Пришлось на «открытые» процессы не пускать никого, кроме ближайших родственников и стукачей. Пришлось судебные процессы — над Суперфином, Губерманом и др. — перенести из Москвы в провинциальные города: там не было иностранных корреспондентов, обыватели там были поспокойнее, а полиция держалась наглее.
Резонанс процесса на Западе тоже был неблагоприятным. Прежде хоть «левые» верили всему, повторяли все наши басни. Теперь наученные, хрущевскими разоблачениями, они были осмотрительнее.
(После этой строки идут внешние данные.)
use crate::WitnessContext;
use crate::cancel::CancelToken;
use crate::commands::context::CommandContext;
use crate::diff::DiffResult;
use crate::lock::WatchLock;
use crate::output::{self, narration};
use crate::poller::Poller;
use crate::signal;
use crate::storage::SnapshotStore;
use crate::utils::formatters::format_clock;
use anyhow::{Result, bail};
use chrono::Utc;
use rand::Rng;
use std::path::Path;
use std::time::Duration;

/// Options for a watch session.
#[derive(Debug, Clone, Copy, Default, PartialEq, Eq)]
pub struct WatchArgs {
    /// Overrides `watch.interval_secs`
    pub interval: Option<Duration>,
    /// Descend into subdirectories
    pub recursive: bool,
    /// Deepest file depth to include
    pub depth: Option<usize>,
    /// Markers instead of narration
    pub plain: bool,
    /// Remember every scan as the last scan of the root
    pub persist: bool,
}

/// Execute watch command: report changes under a directory until interrupted
///
/// # Errors
///
/// Returns an error if:
/// - The path does not exist or the interval is zero
/// - Another watcher already holds the root
/// - The initial scan fails
/// - A scan cannot be persisted with `persist`
pub fn execute(ctx: &WitnessContext, path: &Path, args: WatchArgs) -> Result<()> {
    let root = ctx.resolve_target(path)?;
    let interval = args.interval.unwrap_or_else(|| ctx.config.watch_interval());
    if interval.is_zero() {
        bail!("Watch interval must be greater than zero");
    }

    let _lock = WatchLock::acquire(&ctx.watchers_dir(), &root)?;

    let snapshotter = ctx.snapshotter(args.recursive, args.depth);
    let mode = snapshotter.options().describe_mode();
    let mut poller = Poller::new(root.clone(), snapshotter.options().clone(), interval)
        .with_snapshotter(snapshotter)
        .reuse_digests(ctx.config.performance.reuse_digests);
    if args.persist {
        poller = poller.persist_to(ctx.store(), SnapshotStore::slot_for_root(&root));
    }

    let seed = poller.scan(None)?;
    if args.persist {
        ctx.save_last_scan(&seed)?;
    }

    output::print_lines([
        format!("witnessing: {}", root.display()),
        format!(
            "mode: {mode}, interval: {}",
            humantime::format_duration(interval)
        ),
        format!("initial state: {} files", seed.len()),
        "waiting...".to_string(),
        String::new(),
    ]);

    let token = CancelToken::new();
    signal::cancel_on_interrupt(&token);

    let narrate = ctx.config.watch.narrate && !args.plain;
    let mut rng = rand::rng();
    let outcome = poller.run_from(&token, Some(seed), |result| {
        output::print_lines(event_lines(result, narrate, &mut rng));
    });
    // Stops the signal relay when the loop ended on its own
    token.cancel();
    let stats = outcome?;

    output::print_lines([
        String::new(),
        "the watching ends".to_string(),
        format!("final state: {} files", stats.last_file_count),
    ]);
    output::verbose(&format!(
        "{} scans, {} with changes, {} failed",
        stats.ticks, stats.change_events, stats.scan_errors
    ));
    Ok(())
}

/// Lines printed for one change event: a clock stamp, then one line per entry.
fn event_lines<R: Rng + ?Sized>(result: &DiffResult, narrate: bool, rng: &mut R) -> Vec<String> {
    let mut lines = Vec::with_capacity(result.entries.len() + 2);
    lines.push(format!("[{}]", format_clock(&Utc::now())));
    for entry in &result.entries {
        lines.push(if narrate {
            narration::narrate(entry, rng)
        } else {
            narration::plain(entry)
        });
    }
    lines.push(String::new());
    lines
}
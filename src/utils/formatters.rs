use chrono::{DateTime, Local, Utc};
use std::time::Duration;

/// Formats bytes into human-readable size
#[must_use]
pub fn format_size(bytes: u64) -> String {
    const UNITS: &[&str] = &["B", "KB", "MB", "GB", "TB"];
    #[allow(clippy::cast_precision_loss)]
    let mut size = bytes as f64;
    let mut unit_index = 0;

    while size >= 1024.0 && unit_index < UNITS.len() - 1 {
        size /= 1024.0;
        unit_index += 1;
    }

    if unit_index == 0 {
        format!("{bytes} {}", UNITS[unit_index])
    } else {
        format!("{size:.2} {}", UNITS[unit_index])
    }
}

/// Formats a UTC timestamp in local time, second precision.
#[must_use]
pub fn format_timestamp(timestamp: &DateTime<Utc>) -> String {
    timestamp
        .with_timezone(&Local)
        .format("%Y-%m-%d %H:%M:%S")
        .to_string()
}

/// Formats a timestamp as the short `[HH:MM:SS]` clock used in watch output.
#[must_use]
pub fn format_clock(timestamp: &DateTime<Utc>) -> String {
    timestamp.with_timezone(&Local).format("%H:%M:%S").to_string()
}

/// Formats how long ago something happened:
/// whole seconds and minutes, fractional hours and days.
#[must_use]
#[allow(clippy::cast_precision_loss)]
pub fn format_age(age: Duration) -> String {
    let secs = age.as_secs_f64();

    if secs < 60.0 {
        format!("{} seconds", age.as_secs())
    } else if secs < 3600.0 {
        format!("{} minutes", age.as_secs() / 60)
    } else if secs < 86_400.0 {
        format!("{:.1} hours", secs / 3600.0)
    } else {
        format!("{:.1} days", secs / 86_400.0)
    }
}

/// Truncates a string to at most `max` characters (not bytes).
#[must_use]
pub fn truncate_chars(s: &str, max: usize) -> &str {
    match s.char_indices().nth(max) {
        Some((idx, _)) => &s[..idx],
        None => s,
    }
}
Один старик Олдридж вступился за наше правосудие и объявил Синявского и Даниеля преступниками с его, английской, точки зрения. Статья была уж очень диковата и, кажется, послужила материалом для создания образа английского социолога левого толка в одном из рассказов Фазиля Искандера. Этот социолог пребывает в восторге от справедливости и гуманности советской карательной системы.
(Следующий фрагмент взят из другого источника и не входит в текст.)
//! Directory snapshotter.
//!
//! The [`Snapshotter`] walks a root depth-first, applies the exclusion policy
//! (hidden components always, ignore patterns and depth limits per options),
//! then fingerprints every included file on the shared hash pool. Hashing
//! completes for every file before the [`Snapshot`] is returned, so callers
//! never see a partial scan.

/// Filesystem traversal and exclusion rules.
pub mod walk;

use crate::config::ScanConfig;
use crate::fingerprint::{ContentDigest, Fingerprinter};
use crate::snapshot::{FileRecord, Snapshot};
use crate::utils::{self, thread_pool};
use anyhow::Result;
use chrono::{DateTime, Utc};
use glob::Pattern;
use rayon::prelude::*;
use std::path::Path;
use std::time::{Instant, UNIX_EPOCH};
use walk::{Candidate, Walk};

/// What a scan includes.
#[derive(Debug, Clone, PartialEq, Eq)]
pub struct ScanOptions {
    /// Descend into subdirectories. When `false` only direct children of the
    /// root are considered, whatever `max_depth` says.
    pub recursive: bool,
    /// Deepest file depth to include; the root is depth 0, its children 1.
    pub max_depth: Option<usize>,
    /// Glob patterns excluding matching path components or whole relative paths.
    pub ignore_patterns: Vec<String>,
    /// Follow symbolic links while walking.
    pub follow_symlinks: bool,
}

impl Default for ScanOptions {
    fn default() -> Self {
        Self {
            recursive: true,
            max_depth: None,
            ignore_patterns: Vec::new(),
            follow_symlinks: false,
        }
    }
}

impl ScanOptions {
    /// Options seeded from the `[scan]` configuration section.
    #[must_use]
    pub fn from_config(config: &ScanConfig) -> Self {
        Self {
            recursive: true,
            max_depth: None,
            ignore_patterns: config.ignore_patterns.clone(),
            follow_symlinks: config.follow_symlinks,
        }
    }

    /// Set recursion.
    #[must_use]
    pub const fn recursive(mut self, recursive: bool) -> Self {
        self.recursive = recursive;
        self
    }

    /// Set the depth limit.
    #[must_use]
    pub const fn max_depth(mut self, max_depth: Option<usize>) -> Self {
        self.max_depth = max_depth;
        self
    }

    /// Depth bound actually handed to the walker.
    #[must_use]
    pub fn effective_max_depth(&self) -> Option<usize> {
        if self.recursive {
            self.max_depth
        } else {
            Some(self.max_depth.map_or(1, |depth| depth.min(1)))
        }
    }

    /// Short description of the traversal mode: `recursive`, `flat` or `depth=N`.
    #[must_use]
    pub fn describe_mode(&self) -> String {
        match (self.max_depth, self.recursive) {
            (Some(depth), _) => format!("depth={depth}"),
            (None, true) => "recursive".to_string(),
            (None, false) => "flat".to_string(),
        }
    }
}

/// Scans a root into a [`Snapshot`].
#[derive(Debug, Clone)]
pub struct Snapshotter {
    /// Inclusion rules
    options: ScanOptions,
    /// Compiled ignore patterns
    patterns: Vec<Pattern>,
    /// Per-file digest strategy
    fingerprinter: Fingerprinter,
}

impl Snapshotter {
    /// Create a snapshotter with the default fingerprinter.
    #[must_use]
    pub fn new(options: ScanOptions) -> Self {
        let patterns = utils::compile_ignore_patterns(&options.ignore_patterns);
        Self {
            options,
            patterns,
            fingerprinter: Fingerprinter::default(),
        }
    }

    /// Replace the fingerprinter (e.g. to change the streaming threshold).
    #[must_use]
    pub const fn with_fingerprinter(mut self, fingerprinter: Fingerprinter) -> Self {
        self.fingerprinter = fingerprinter;
        self
    }

    /// The options this snapshotter applies.
    #[must_use]
    pub const fn options(&self) -> &ScanOptions {
        &self.options
    }

    /// Capture the current state of `root`.
    ///
    /// A missing root, or one that is not a directory, yields an empty
    /// snapshot. Individual unreadable files are recorded with the
    /// unreadable digest.
    ///
    /// # Errors
    ///
    /// Returns an error if the root exists but its listing cannot be read.
    pub fn scan(&self, root: &Path) -> Result<Snapshot> {
        self.scan_inner(root, None)
    }

    /// Capture the current state of `root`, reusing digests from `previous`
    /// for files whose size and modification time are unchanged.
    ///
    /// # Errors
    ///
    /// Returns an error if the root exists but its listing cannot be read.
    pub fn scan_reusing(&self, root: &Path, previous: &Snapshot) -> Result<Snapshot> {
        self.scan_inner(root, Some(previous))
    }

    fn scan_inner(&self, root: &Path, previous: Option<&Snapshot>) -> Result<Snapshot> {
        let resolved = utils::resolve_root(root);
        let span = tracing::debug_span!("scan", root = %resolved.display());
        let _guard = span.enter();

        let captured_at = Utc::now();
        let started = Instant::now();

        let candidates = match walk::discover(&resolved, &self.options, &self.patterns)? {
            Walk::Missing => {
                tracing::debug!("Scan root missing, returning empty snapshot");
                return Ok(Snapshot::empty(resolved, captured_at));
            }
            Walk::Found(candidates) => candidates,
        };

        let previous = previous.filter(|p| p.root() == resolved.as_path());
        let discovered = candidates.len();

        let records: Vec<FileRecord> = thread_pool::run_in_pool(|| {
            candidates
                .into_par_iter()
                .map(|candidate| self.fingerprint(candidate, previous))
                .collect()
        });

        tracing::debug!(
            files = discovered,
            reuse = previous.is_some(),
            elapsed_ms = started.elapsed().as_millis(),
            "Scan complete"
        );

        Ok(Snapshot::new(resolved, captured_at, records))
    }

    fn fingerprint(&self, candidate: Candidate, previous: Option<&Snapshot>) -> FileRecord {
        let Candidate {
            absolute,
            key,
            stat,
        } = candidate;

        let Some((size, modified)) = stat else {
            return FileRecord {
                relative_path: key,
                modified: DateTime::<Utc>::from(UNIX_EPOCH),
                size: 0,
                digest: ContentDigest::Unreadable,
            };
        };

        let cached = previous
            .and_then(|p| p.get(&key))
            .filter(|r| r.size == size && r.modified == modified && !r.digest.is_unreadable())
            .map(|r| r.digest);

        let digest = cached.unwrap_or_else(|| self.fingerprinter.digest(&absolute));

        FileRecord {
            relative_path: key,
            modified,
            size,
            digest,
        }
    }
}

/// Scan `root` with the given recursion and depth limit and no ignore
/// patterns beyond the hidden-component rule.
///
/// # Errors
///
/// Returns an error if the root exists but its listing cannot be read.
pub fn scan(root: &Path, recursive: bool, max_depth: Option<usize>) -> Result<Snapshot> {
    Snapshotter::new(
        ScanOptions::default()
            .recursive(recursive)
            .max_depth(max_depth),
    )
    .scan(root)
}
Послали эмиссаров на Запад, чтобы оправдать и объяснить этот процесс. В числе эмиссаров был и мой Вася Самсонов «видный советский юрист», — как его аттестовало английское радио, из передачи которого я узнал об интервью Васи эфэргевским журналистам. Васю спросили, почему на «открытый» процесс не были допущены иностранные корреспонденты. Вася ответил, что «у нас это не принято», и примирительно добавил, что «может быть, следует пересмотреть эту практику». Про Лиона Фейхтвангера Вася, видимо, забыл.
«Практику» пересмотрели в обратном направлении — перестали пускать и своих граждан.
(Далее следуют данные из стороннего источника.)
//! Point-in-time records of a directory subtree.
//!
//! A [`Snapshot`] maps POSIX-style relative paths to [`FileRecord`]s. It is
//! built once by the scanner (or decoded from the store) and never mutated;
//! all accessors hand out shared references.

use crate::fingerprint::ContentDigest;
use chrono::{DateTime, Utc};
use serde::{Deserialize, Serialize};
use std::collections::BTreeMap;
use std::path::{Path, PathBuf};

/// One observed file.
#[derive(Debug, Clone, PartialEq, Eq, Serialize, Deserialize)]
pub struct FileRecord {
    /// Path relative to the scan root, `/`-separated. Unique within a snapshot.
    pub relative_path: String,
    /// Last modification time as reported by the filesystem.
    pub modified: DateTime<Utc>,
    /// Size in bytes.
    pub size: u64,
    /// Content fingerprint, or the unreadable sentinel.
    pub digest: ContentDigest,
}

/// Identifying metadata of a snapshot, without its records.
#[derive(Debug, Clone, PartialEq, Eq, Serialize, Deserialize)]
pub struct SnapshotSummary {
    /// Resolved root that was scanned.
    pub root: PathBuf,
    /// When the scan started.
    pub captured_at: DateTime<Utc>,
    /// Number of files in the snapshot.
    pub file_count: usize,
}

/// Immutable state of a directory subtree at one moment.
#[derive(Debug, Clone, PartialEq, Eq, Serialize, Deserialize)]
pub struct Snapshot {
    root: PathBuf,
    captured_at: DateTime<Utc>,
    files: BTreeMap<String, FileRecord>,
}

impl Snapshot {
    /// Build a snapshot from records. Records are keyed by their relative
    /// path; a later record with the same path replaces an earlier one.
    #[must_use]
    pub fn new<I>(root: PathBuf, captured_at: DateTime<Utc>, records: I) -> Self
    where
        I: IntoIterator<Item = FileRecord>,
    {
        let files = records
            .into_iter()
            .map(|record| (record.relative_path.clone(), record))
            .collect();
        Self {
            root,
            captured_at,
            files,
        }
    }

    /// A snapshot with no files.
    #[must_use]
    pub const fn empty(root: PathBuf, captured_at: DateTime<Utc>) -> Self {
        Self {
            root,
            captured_at,
            files: BTreeMap::new(),
        }
    }

    /// Resolved root path that was scanned.
    #[must_use]
    pub fn root(&self) -> &Path {
        &self.root
    }

    /// When the scan started.
    #[must_use]
    pub const fn captured_at(&self) -> DateTime<Utc> {
        self.captured_at
    }

    /// All records keyed by relative path, in ascending path order.
    #[must_use]
    pub const fn files(&self) -> &BTreeMap<String, FileRecord> {
        &self.files
    }

    /// Look up one record.
    #[must_use]
    pub fn get(&self, relative_path: &str) -> Option<&FileRecord> {
        self.files.get(relative_path)
    }

    /// Whether a path is present.
    #[must_use]
    pub fn contains(&self, relative_path: &str) -> bool {
        self.files.contains_key(relative_path)
    }

    /// Relative paths in ascending order.
    pub fn paths(&self) -> impl Iterator<Item = &str> {
        self.files.keys().map(String::as_str)
    }

    /// Number of files.
    #[must_use]
    pub fn len(&self) -> usize {
        self.files.len()
    }

    /// Whether the snapshot holds no files.
    #[must_use]
    pub fn is_empty(&self) -> bool {
        self.files.is_empty()
    }

    /// Total size of all recorded files in bytes.
    #[must_use]
    pub fn total_size(&self) -> u64 {
        self.files.values().map(|r| r.size).sum()
    }

    /// Identifying metadata for reports and listings.
    #[must_use]
    pub fn summary(&self) -> SnapshotSummary {
        SnapshotSummary {
            root: self.root.clone(),
            captured_at: self.captured_at,
            file_count: self.files.len(),
        }
    }
}

#[cfg(test)]
pub(crate) mod fixtures {
    use super::*;
    use chrono::TimeZone;

    /// Fixed timestamp for hand-built snapshots.
    pub fn at(secs: i64) -> DateTime<Utc> {
        Utc.timestamp_opt(secs, 0).single().unwrap_or_default()
    }

    /// Record whose digest is derived from `content`.
    pub fn record(path: &str, content: &str) -> FileRecord {
        FileRecord {
            relative_path: path.to_string(),
            modified: at(1_700_000_000),
            size: content.len() as u64,
            digest: ContentDigest::of_bytes(content.as_bytes()),
        }
    }

    /// Snapshot from `(path, content)` pairs.
    pub fn snapshot(entries: &[(&str, &str)]) -> Snapshot {
        Snapshot::new(
            PathBuf::from("/watched"),
            at(1_700_000_100),
            entries.iter().map(|(p, c)| record(p, c)),
        )
    }
}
Процесс Синявского и Даниеля послужил причиной следующего политического процесса — второго процесса Алика Гинзбурга.
Алик еще при Хруще отсидел два года за попытку издавать бесцензурный журнал «Синтаксис». Он вернулся с каторги несломленный, хотя первое время политикой, кажется, и не занимался. Но вел он себя, как и прежде, совершенно непринужденно и свободно, как будто не было у нас тайной полиции. Говорил то, что думал; ходил во французское посольство, где доставал ленты каких-то кинофильмов, и потом просматривал их с друзьями; обменивался бесцензурной литературой и т. п.
Чтобы его «облагоразумить», КаГеБе устроило ему провокацию. Однажды он получил по нашей почте (!) какое-то предложение от какой-то заграничной антисоветской организации (НТС?). Это «предложение» было якобы «перехвачено» нашими «органами». Алика притянули к Иисусу.
Было очень похоже, что письмо это было сочинено на Лубянке, курьером доставлено на Запад, а оттуда почтой — к Алику. Его хотели или спровоцировать на какие-то действия, за которые можно было бы его арестовать, или заставить «покаяться».
Последнее отчасти удалось, Алик опубликовал в какой-то нашей газете некое полупокаянное письмо, в котором с негодованием отвергал «предложение» заграничных антисоветчиков и объяснял, что когда-то в молодости он совершил нехороший поступок, но в душе он всегда был настоящим советским человеком и т. п.
Письмо это, помню, вызвало у одних недоумение, у других подлую радость: вот-де какой «ревдеятель» — обосрался и с перепугу гадость написал.
Я никогда не говорил об этом письме с самим Аликом, Помню, что Наташа Горбаневская и Ледик передали мне его слова, что нужно радоваться, благополучному концу, тому, что никто не пострадал, — могло быть гораздо хуже. Словам Алика я верю, хотя объяснить их не могу.
Полиция опять просчиталась: запугать Алика не удалось.
Вскоре после процесса Синявского и Даниеля Алик с Галансковым и Верой Лашковой выпустил в свет «Белую книгу» (разумеется, «самиздатовскую») — собрание документов об этом процессе. Их тут же арестовали (накануне я последний раз видел Алика у Леонида Ефимовича Пинского).
А за что их арестовали? Ведь никаких «государственных тайн они не разгласили, ничего от себя не придумали. Значит, действительно сам фактический материал этого процесса был таков, что власти предпочитали его больше не распространять. Они поняли свой промах, а Алик этот промах хотел использовать.
Алика, Галанскова и Лашкову судили и засудили. Опять каторга. С тех пор крестный путь Алика Гинзбурга уже не прерывался. Пышущий здоровьем краснощекий мальчик быстро превратился в тяжело и неизлечимо больного советского каторжника и был обречен на медленное мучительное умирание. Это и произошло бы с ним, как произошло это с Толей Марченко, если бы не счастливая случайность.
Но общество осудило и этот приговор.